The nomenclature I will use here is: - ‘multipath device’ for the smart /dev/mapper/mpathX device. - ‘multipath member device’ for the ‘/dev/sdX’ devices. Also ‘a path’.
What is expected from Anaconda¶
Anaconda is expected to: - detect that there are multipath devices present - coalesce all relevant (e.g. exclusiveDisks) multipath devices. - only let the user interact with the multipath devices in filtering,
cleardiskssel and partition screen, that is once we know ‘sdc’ and ‘sdd’ are part of ‘mpathb’ show only ‘mpathb’ and never the paths.

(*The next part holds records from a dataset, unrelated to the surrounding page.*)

//! NNTP connection options

use tracing::level_filters::LevelFilter;

/// Log verbosity for a connection
///
/// The crate emits all diagnostics through [`tracing`]; there is no global
/// logger registry. Callers map this level onto their subscriber with
/// [`LogLevel::filter`].
#[derive(Debug, Clone, Copy, PartialEq, Eq, Default)]
#[cfg_attr(feature = "serde", derive(serde::Serialize, serde::Deserialize))]
#[cfg_attr(feature = "serde", serde(rename_all = "UPPERCASE"))]
pub enum LogLevel {
    /// Per-line wire traces and internal state changes
    Debug,
    /// Connection lifecycle and command summaries
    #[default]
    Info,
    /// Defensive-parsing fallbacks and degraded behavior
    Warning,
    /// Transport and protocol failures only
    Error,
}

impl LogLevel {
    /// Convert to a `tracing` level filter for subscriber configuration
    pub fn filter(self) -> LevelFilter {
        match self {
            LogLevel::Debug => LevelFilter::TRACE,
            LogLevel::Info => LevelFilter::INFO,
            LogLevel::Warning => LevelFilter::WARN,
            LogLevel::Error => LevelFilter::ERROR,
        }
    }
}

/// NNTP connection options
///
/// Immutable for the lifetime of a client. Credentials are not part of the
/// options; pass them to [`authinfo`](crate::NntpClient::authinfo) after
/// connecting.
///
/// # Example
///
/// ```
/// use nntp_client::ConnectOptions;
///
/// // Recommended: use the constructor methods
/// let options = ConnectOptions::tls("news.example.com");
///
/// // Or construct manually
/// let options = ConnectOptions {
///     host: "news.example.com".to_string(),
///     port: 563,
///     tls: true,
///     allow_insecure_tls: false,
///     log_level: Default::default(),
/// };
/// ```
#[must_use]
#[derive(Debug, Clone)]
#[cfg_attr(feature = "serde", derive(serde::Serialize, serde::Deserialize))]
pub struct ConnectOptions {
    /// Server hostname (e.g., "news.example.com")
    pub host: String,

    /// Server port (119 for plain, 563 for TLS)
    pub port: u16,

    /// Use TLS encryption
    #[cfg_attr(feature = "serde", serde(default))]
    pub tls: bool,

    /// Allow insecure TLS connections (self-signed or expired certificates)
    ///
    /// **Security Warning:** Setting this to `true` disables certificate
    /// validation, making your connection vulnerable to man-in-the-middle
    /// attacks. Only use this for testing or with servers you trust on a
    /// secure network.
    #[cfg_attr(feature = "serde", serde(default))]
    pub allow_insecure_tls: bool,

    /// Log verbosity for this connection
    #[cfg_attr(feature = "serde", serde(default))]
    pub log_level: LogLevel,
}

/// Standard NNTP port for plain connections
pub const PLAIN_PORT: u16 = 119;

/// Standard NNTP port for TLS connections
pub const TLS_PORT: u16 = 563;

impl ConnectOptions {
    /// Create options with an explicit host, port, and TLS flag
    pub fn new(host: impl Into<String>, port: u16, tls: bool) -> Self {
        Self {
            host: host.into(),
            port,
            tls,
            allow_insecure_tls: false,
            log_level: LogLevel::default(),
        }
    }

    /// Options for a plain connection on the standard port (119)
    ///
    /// **Warning:** Plain connections transmit credentials in clear text.
    /// Use TLS connections whenever possible.
    pub fn plain(host: impl Into<String>) -> Self {
        Self::new(host, PLAIN_PORT, false)
    }

    /// Options for a TLS connection on the standard secure port (563)
    pub fn tls(host: impl Into<String>) -> Self {
        Self::new(host, TLS_PORT, true)
    }

    /// Options for a TLS connection that accepts self-signed certificates
    ///
    /// **Security Warning:** This disables certificate validation. Only use
    /// it for testing or with servers you trust on a secure network.
    pub fn tls_insecure(host: impl Into<String>) -> Self {
        let mut options = Self::tls(host);
        options.allow_insecure_tls = true;
        options
    }

    /// Set the log verbosity
    pub fn log_level(mut self, level: LogLevel) -> Self {
        self.log_level = level;
        self
    }
}
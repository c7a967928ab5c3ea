//! Group selection payload parsing (GROUP / LISTGROUP, status 211)

use crate::error::{NntpError, Result};

/// Group information from a 211 status line
///
/// Response format: "211 count first last group-name"
#[derive(Debug, Clone, PartialEq, Eq)]
pub struct GroupInfo {
    /// Estimated number of articles in the group
    pub count: u64,
    /// Number of the first article
    pub first: u64,
    /// Number of the last article
    pub last: u64,
    /// Newsgroup name as echoed by the server
    pub name: String,
}

/// Parse the status text of a 211 response into [`GroupInfo`]
///
/// Works for both GROUP and LISTGROUP; LISTGROUP servers may append extra
/// text ("list follows") after the group name, which is ignored.
pub fn parse_group_status(status_text: &str) -> Result<GroupInfo> {
    let parts: Vec<&str> = status_text.split_whitespace().collect();
    if parts.len() < 4 {
        return Err(NntpError::InvalidResponse(status_text.to_string()));
    }

    let count = parts[0]
        .parse()
        .map_err(|_| NntpError::InvalidResponse(status_text.to_string()))?;
    let first = parts[1]
        .parse()
        .map_err(|_| NntpError::InvalidResponse(status_text.to_string()))?;
    let last = parts[2]
        .parse()
        .map_err(|_| NntpError::InvalidResponse(status_text.to_string()))?;

    Ok(GroupInfo {
        count,
        first,
        last,
        name: parts[3].to_string(),
    })
}

/// Parse a drained LISTGROUP body into article numbers
///
/// Malformed lines are skipped.
pub fn parse_article_numbers(body: &[u8]) -> Vec<u64> {
    body.split(|&b| b == b'\n')
        .filter_map(|line| {
            let line = std::str::from_utf8(line).ok()?;
            line.trim().parse().ok()
        })
        .collect()
}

- install bootloader and boot from an mpath device
- make it happen so all the multipath devices (carrying or not the root filesystem) we used for installation are correctly coalesced in the booted system. This is achieved by generating a suitable /etc/multipath.conf and writing it into sysroot.
- be able to refer to mpath devices from kickstart, either by name like ‘mpatha’ or by their id like ‘disk/by-id/scsi-20090ef12700001d2’
How Anaconda handles multipath¶
To detect presence of multipath devices we rely on multipath tools. The same we do for coalescing, see pyanaconda/storage/devicelibs/mpath.py, the file that provides some abstraction from mpath tools. During the device scan we use the ‘multipath -d’ output to find out what devices are going to end up as multipath members. The MultipathTopology object also enhances the multipath member’s udev dictionaries with ‘ID_FS_TYPE’ set to ‘multipath_member’ (yes, this is a hack surviving from the original mpath implementation, and righteous is he who eradicates it). This information is picked up by DeviceTree when populating itself. Meaning, if ‘sda’ and ‘sdb’ are multipath member devices DeviceTree gives them MultipathMember format and creates one MultipathDevice for them (we know its name from ‘multipath -d’). We end up with:
DiskDevice ‘sda’, format ‘MultipathMember’ DiskDevice ‘sdb’, format ‘MultipathMember’ MultipathDevice ‘mpatha’, parents are ‘sda’ and ‘sdb’.
From then on, Anaconda only deals with the MultipathDevice and generally leaves anything with ‘MultipathMember’ format alone (understand, this is an inert format that really is not there but we use it just to mark the device as “useless beyond a multipath member”, kind of like MDRaidMember).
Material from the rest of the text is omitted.